**What you should do**:
What you give back must match the data below character for character.

---------- Study material ----------

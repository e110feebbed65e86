//! Store abstractions for telemetry, vehicle configuration and alerts.
//!
//! The durable stores are external collaborators; the pipeline only sees the
//! traits below. In-memory implementations back the tests and the default
//! server binary. All methods take `&self` so stores can be shared behind an
//! `Arc` across concurrent ingestion requests; each implementation provides
//! its own internal consistency (no cross-store transactions exist).

use std::collections::HashMap;
use std::sync::RwLock;

use chrono::{DateTime, Utc};

use crate::error::CoreError;
use crate::model::{AlertEvent, Reading, VehicleConfig};

/// Append-only storage of readings, keyed by vehicle, queryable by time.
pub trait TelemetryStore: Send + Sync {
    /// Append one reading. Insertion must not require timestamp ordering;
    /// readings may arrive out of order over an unreliable transport.
    fn append(&self, reading: Reading) -> Result<(), CoreError>;

    /// The newest reading by timestamp for a vehicle, if any.
    fn latest(&self, vehicle_id: &str) -> Result<Option<Reading>, CoreError>;

    /// Readings within `[from, to]`, newest first, capped at `limit`.
    /// Open bounds are unbounded on that side.
    fn range(
        &self,
        vehicle_id: &str,
        from: Option<DateTime<Utc>>,
        to: Option<DateTime<Utc>>,
        limit: usize,
    ) -> Result<Vec<Reading>, CoreError>;
}

/// Per-vehicle configuration and ownership records.
pub trait VehicleRegistry: Send + Sync {
    /// Current committed configuration for a vehicle. `None` for unknown
    /// vehicles and for shell records created by [`touch_last_seen`]
    /// (those have no settings yet, so the evaluator is skipped).
    ///
    /// [`touch_last_seen`]: VehicleRegistry::touch_last_seen
    fn get(&self, vehicle_id: &str) -> Result<Option<VehicleConfig>, CoreError>;

    /// Record that the vehicle reported in. Upserts: an unknown vehicle id
    /// silently creates a shell record with no configuration (preserved
    /// legacy behavior, flagged in DESIGN.md).
    fn touch_last_seen(&self, vehicle_id: &str) -> Result<(), CoreError>;

    /// Create or replace a vehicle's configuration.
    fn upsert_config(&self, vehicle_id: &str, config: VehicleConfig) -> Result<(), CoreError>;
}

/// Durable storage of alert events.
pub trait AlertStore: Send + Sync {
    /// Append one alert event.
    fn append(&self, event: AlertEvent) -> Result<(), CoreError>;

    /// Most recent alerts for a vehicle, newest first.
    fn recent(
        &self,
        vehicle_id: &str,
        limit: usize,
        unread_only: bool,
    ) -> Result<Vec<AlertEvent>, CoreError>;
}

// ============================================================================
// In-memory implementations
// ============================================================================

/// In-memory telemetry store, keyed by vehicle id.
#[derive(Debug, Default)]
pub struct MemoryTelemetryStore {
    readings: RwLock<HashMap<String, Vec<Reading>>>,
}

impl MemoryTelemetryStore {
    pub fn new() -> Self {
        Self::default()
    }
}

impl TelemetryStore for MemoryTelemetryStore {
    fn append(&self, reading: Reading) -> Result<(), CoreError> {
        let mut readings = self
            .readings
            .write()
            .map_err(|_| CoreError::storage("telemetry store lock poisoned"))?;
        readings
            .entry(reading.vehicle_id.clone())
            .or_default()
            .push(reading);
        Ok(())
    }

    fn latest(&self, vehicle_id: &str) -> Result<Option<Reading>, CoreError> {
        let readings = self
            .readings
            .read()
            .map_err(|_| CoreError::storage("telemetry store lock poisoned"))?;
        // Readings are stored in arrival order; newest by timestamp wins.
        Ok(readings.get(vehicle_id).and_then(|rs| {
            rs.iter()
                .max_by_key(|r| r.timestamp)
                .cloned()
        }))
    }

    fn range(
        &self,
        vehicle_id: &str,
        from: Option<DateTime<Utc>>,
        to: Option<DateTime<Utc>>,
        limit: usize,
    ) -> Result<Vec<Reading>, CoreError> {
        let readings = self
            .readings
            .read()
            .map_err(|_| CoreError::storage("telemetry store lock poisoned"))?;

        let mut matched: Vec<Reading> = readings
            .get(vehicle_id)
            .map(|rs| {
                rs.iter()
                    .filter(|r| from.map_or(true, |f| r.timestamp >= f))
                    .filter(|r| to.map_or(true, |t| r.timestamp <= t))
                    .cloned()
                    .collect()
            })
            .unwrap_or_default();

        matched.sort_by(|a, b| b.timestamp.cmp(&a.timestamp));
        matched.truncate(limit);
        Ok(matched)
    }
}

#[derive(Debug, Default, Clone)]
struct VehicleEntry {
    config: Option<VehicleConfig>,
    last_seen: Option<DateTime<Utc>>,
}

/// In-memory vehicle registry.
#[derive(Debug, Default)]
pub struct MemoryVehicleRegistry {
    vehicles: RwLock<HashMap<String, VehicleEntry>>,
}

impl MemoryVehicleRegistry {
    pub fn new() -> Self {
        Self::default()
    }

    /// Last time the vehicle reported in, if ever. Test/diagnostic accessor.
    pub fn last_seen(&self, vehicle_id: &str) -> Option<DateTime<Utc>> {
        self.vehicles
            .read()
            .ok()?
            .get(vehicle_id)
            .and_then(|e| e.last_seen)
    }
}

impl VehicleRegistry for MemoryVehicleRegistry {
    fn get(&self, vehicle_id: &str) -> Result<Option<VehicleConfig>, CoreError> {
        let vehicles = self
            .vehicles
            .read()
            .map_err(|_| CoreError::storage("vehicle registry lock poisoned"))?;
        Ok(vehicles.get(vehicle_id).and_then(|e| e.config.clone()))
    }

    fn touch_last_seen(&self, vehicle_id: &str) -> Result<(), CoreError> {
        let mut vehicles = self
            .vehicles
            .write()
            .map_err(|_| CoreError::storage("vehicle registry lock poisoned"))?;
        let entry = vehicles.entry(vehicle_id.to_string()).or_default();
        entry.last_seen = Some(Utc::now());
        Ok(())
    }

    fn upsert_config(&self, vehicle_id: &str, config: VehicleConfig) -> Result<(), CoreError> {
        let mut vehicles = self
            .vehicles
            .write()
            .map_err(|_| CoreError::storage("vehicle registry lock poisoned"))?;
        vehicles
            .entry(vehicle_id.to_string())
            .or_default()
            .config = Some(config);
        Ok(())
    }
}

/// In-memory alert store, keyed by vehicle id.
#[derive(Debug, Default)]
pub struct MemoryAlertStore {
    alerts: RwLock<HashMap<String, Vec<AlertEvent>>>,
}

impl MemoryAlertStore {
    pub fn new() -> Self {
        Self::default()
    }

    /// Total number of stored alerts across all vehicles. Test accessor.
    pub fn len(&self) -> usize {
        self.alerts
            .read()
            .map(|a| a.values().map(Vec::len).sum())
            .unwrap_or(0)
    }

    pub fn is_empty(&self) -> bool {
        self.len() == 0
    }
}

impl AlertStore for MemoryAlertStore {
    fn append(&self, event: AlertEvent) -> Result<(), CoreError> {
        let mut alerts = self
            .alerts
            .write()
            .map_err(|_| CoreError::storage("alert store lock poisoned"))?;
        alerts
            .entry(event.vehicle_id.clone())
            .or_default()
            .push(event);
        Ok(())
    }

    fn recent(
        &self,
        vehicle_id: &str,
        limit: usize,
        unread_only: bool,
    ) -> Result<Vec<AlertEvent>, CoreError> {
        let alerts = self
            .alerts
            .read()
            .map_err(|_| CoreError::storage("alert store lock poisoned"))?;

        let mut matched: Vec<AlertEvent> = alerts
            .get(vehicle_id)
            .map(|evs| {
                evs.iter()
                    .filter(|e| !unread_only || !e.is_read)
                    .cloned()
                    .collect()
            })
            .unwrap_or_default();

        matched.sort_by(|a, b| b.timestamp.cmp(&a.timestamp));
        matched.truncate(limit);
        Ok(matched)
    }
}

----------

**Expected answer**:
repository e110feebbed65e86
//! Store abstractions for telemetry, vehicle configuration and alerts.
//!
//! The durable stores are external collaborators; the pipeline only sees the
//! traits below. In-memory implementations back the tests and the default
//! server binary. All methods take `&self` so stores can be shared behind an
//! `Arc` across concurrent ingestion requests; each implementation provides
//! its own internal consistency (no cross-store transactions exist).

use std::collections::HashMap;
use std::sync::RwLock;

use chrono::{DateTime, Utc};

use crate::error::CoreError;
use crate::model::{AlertEvent, Reading, VehicleConfig};

/// Append-only storage of readings, keyed by vehicle, queryable by time.
pub trait TelemetryStore: Send + Sync {
    /// Append one reading. Insertion must not require timestamp ordering;
    /// readings may arrive out of order over an unreliable transport.
    fn append(&self, reading: Reading) -> Result<(), CoreError>;

    /// The newest reading by timestamp for a vehicle, if any.
    fn latest(&self, vehicle_id: &str) -> Result<Option<Reading>, CoreError>;

    /// Readings within `[from, to]`, newest first, capped at `limit`.
    /// Open bounds are unbounded on that side.
    fn range(
        &self,
        vehicle_id: &str,
        from: Option<DateTime<Utc>>,
        to: Option<DateTime<Utc>>,
        limit: usize,
    ) -> Result<Vec<Reading>, CoreError>;
}

/// Per-vehicle configuration and ownership records.
pub trait VehicleRegistry: Send + Sync {
    /// Current committed configuration for a vehicle. `None` for unknown
    /// vehicles and for shell records created by [`touch_last_seen`]
    /// (those have no settings yet, so the evaluator is skipped).
    ///
    /// [`touch_last_seen`]: VehicleRegistry::touch_last_seen
    fn get(&self, vehicle_id: &str) -> Result<Option<VehicleConfig>, CoreError>;

    /// Record that the vehicle reported in. Upserts: an unknown vehicle id
    /// silently creates a shell record with no configuration (preserved
    /// legacy behavior, flagged in DESIGN.md).
    fn touch_last_seen(&self, vehicle_id: &str) -> Result<(), CoreError>;

    /// Create or replace a vehicle's configuration.
    fn upsert_config(&self, vehicle_id: &str, config: VehicleConfig) -> Result<(), CoreError>;
}

/// Durable storage of alert events.
pub trait AlertStore: Send + Sync {
    /// Append one alert event.
    fn append(&self, event: AlertEvent) -> Result<(), CoreError>;

    /// Most recent alerts for a vehicle, newest first.
    fn recent(
        &self,
        vehicle_id: &str,
        limit: usize,
        unread_only: bool,
    ) -> Result<Vec<AlertEvent>, CoreError>;
}

// ============================================================================
// In-memory implementations
// ============================================================================

/// In-memory telemetry store, keyed by vehicle id.
#[derive(Debug, Default)]
pub struct MemoryTelemetryStore {
    readings: RwLock<HashMap<String, Vec<Reading>>>,
}

impl MemoryTelemetryStore {
    pub fn new() -> Self {
        Self::default()
    }
}

impl TelemetryStore for MemoryTelemetryStore {
    fn append(&self, reading: Reading) -> Result<(), CoreError> {
        let mut readings = self
            .readings
            .write()
            .map_err(|_| CoreError::storage("telemetry store lock poisoned"))?;
        readings
            .entry(reading.vehicle_id.clone())
            .or_default()
            .push(reading);
        Ok(())
    }

    fn latest(&self, vehicle_id: &str) -> Result<Option<Reading>, CoreError> {
        let readings = self
            .readings
            .read()
            .map_err(|_| CoreError::storage("telemetry store lock poisoned"))?;
        // Readings are stored in arrival order; newest by timestamp wins.
        Ok(readings.get(vehicle_id).and_then(|rs| {
            rs.iter()
                .max_by_key(|r| r.timestamp)
                .cloned()
        }))
    }

    fn range(
        &self,
        vehicle_id: &str,
        from: Option<DateTime<Utc>>,
        to: Option<DateTime<Utc>>,
        limit: usize,
    ) -> Result<Vec<Reading>, CoreError> {
        let readings = self
            .readings
            .read()
            .map_err(|_| CoreError::storage("telemetry store lock poisoned"))?;

        let mut matched: Vec<Reading> = readings
            .get(vehicle_id)
            .map(|rs| {
                rs.iter()
                    .filter(|r| from.map_or(true, |f| r.timestamp >= f))
                    .filter(|r| to.map_or(true, |t| r.timestamp <= t))
                    .cloned()
                    .collect()
            })
            .unwrap_or_default();

        matched.sort_by(|a, b| b.timestamp.cmp(&a.timestamp));
        matched.truncate(limit);
        Ok(matched)
    }
}

#[derive(Debug, Default, Clone)]
struct VehicleEntry {
    config: Option<VehicleConfig>,
    last_seen: Option<DateTime<Utc>>,
}

/// In-memory vehicle registry.
#[derive(Debug, Default)]
pub struct MemoryVehicleRegistry {
    vehicles: RwLock<HashMap<String, VehicleEntry>>,
}

impl MemoryVehicleRegistry {
    pub fn new() -> Self {
        Self::default()
    }

    /// Last time the vehicle reported in, if ever. Test/diagnostic accessor.
    pub fn last_seen(&self, vehicle_id: &str) -> Option<DateTime<Utc>> {
        self.vehicles
            .read()
            .ok()?
            .get(vehicle_id)
            .and_then(|e| e.last_seen)
    }
}

impl VehicleRegistry for MemoryVehicleRegistry {
    fn get(&self, vehicle_id: &str) -> Result<Option<VehicleConfig>, CoreError> {
        let vehicles = self
            .vehicles
            .read()
            .map_err(|_| CoreError::storage("vehicle registry lock poisoned"))?;
        Ok(vehicles.get(vehicle_id).and_then(|e| e.config.clone()))
    }

    fn touch_last_seen(&self, vehicle_id: &str) -> Result<(), CoreError> {
        let mut vehicles = self
            .vehicles
            .write()
            .map_err(|_| CoreError::storage("vehicle registry lock poisoned"))?;
        let entry = vehicles.entry(vehicle_id.to_string()).or_default();
        entry.last_seen = Some(Utc::now());
        Ok(())
    }

    fn upsert_config(&self, vehicle_id: &str, config: VehicleConfig) -> Result<(), CoreError> {
        let mut vehicles = self
            .vehicles
            .write()
            .map_err(|_| CoreError::storage("vehicle registry lock poisoned"))?;
        vehicles
            .entry(vehicle_id.to_string())
            .or_default()
            .config = Some(config);
        Ok(())
    }
}

/// In-memory alert store, keyed by vehicle id.
#[derive(Debug, Default)]
pub struct MemoryAlertStore {
    alerts: RwLock<HashMap<String, Vec<AlertEvent>>>,
}

impl MemoryAlertStore {
    pub fn new() -> Self {
        Self::default()
    }

    /// Total number of stored alerts across all vehicles. Test accessor.
    pub fn len(&self) -> usize {
        self.alerts
            .read()
            .map(|a| a.values().map(Vec::len).sum())
            .unwrap_or(0)
    }

    pub fn is_empty(&self) -> bool {
        self.len() == 0
    }
}

impl AlertStore for MemoryAlertStore {
    fn append(&self, event: AlertEvent) -> Result<(), CoreError> {
        let mut alerts = self
            .alerts
            .write()
            .map_err(|_| CoreError::storage("alert store lock poisoned"))?;
        alerts
            .entry(event.vehicle_id.clone())
            .or_default()
            .push(event);
        Ok(())
    }

    fn recent(
        &self,
        vehicle_id: &str,
        limit: usize,
        unread_only: bool,
    ) -> Result<Vec<AlertEvent>, CoreError> {
        let alerts = self
            .alerts
            .read()
            .map_err(|_| CoreError::storage("alert store lock poisoned"))?;

        let mut matched: Vec<AlertEvent> = alerts
            .get(vehicle_id)
            .map(|evs| {
                evs.iter()
                    .filter(|e| !unread_only || !e.is_read)
                    .cloned()
                    .collect()
            })
            .unwrap_or_default();

        matched.sort_by(|a, b| b.timestamp.cmp(&a.timestamp));
        matched.truncate(limit);
        Ok(matched)
    }
}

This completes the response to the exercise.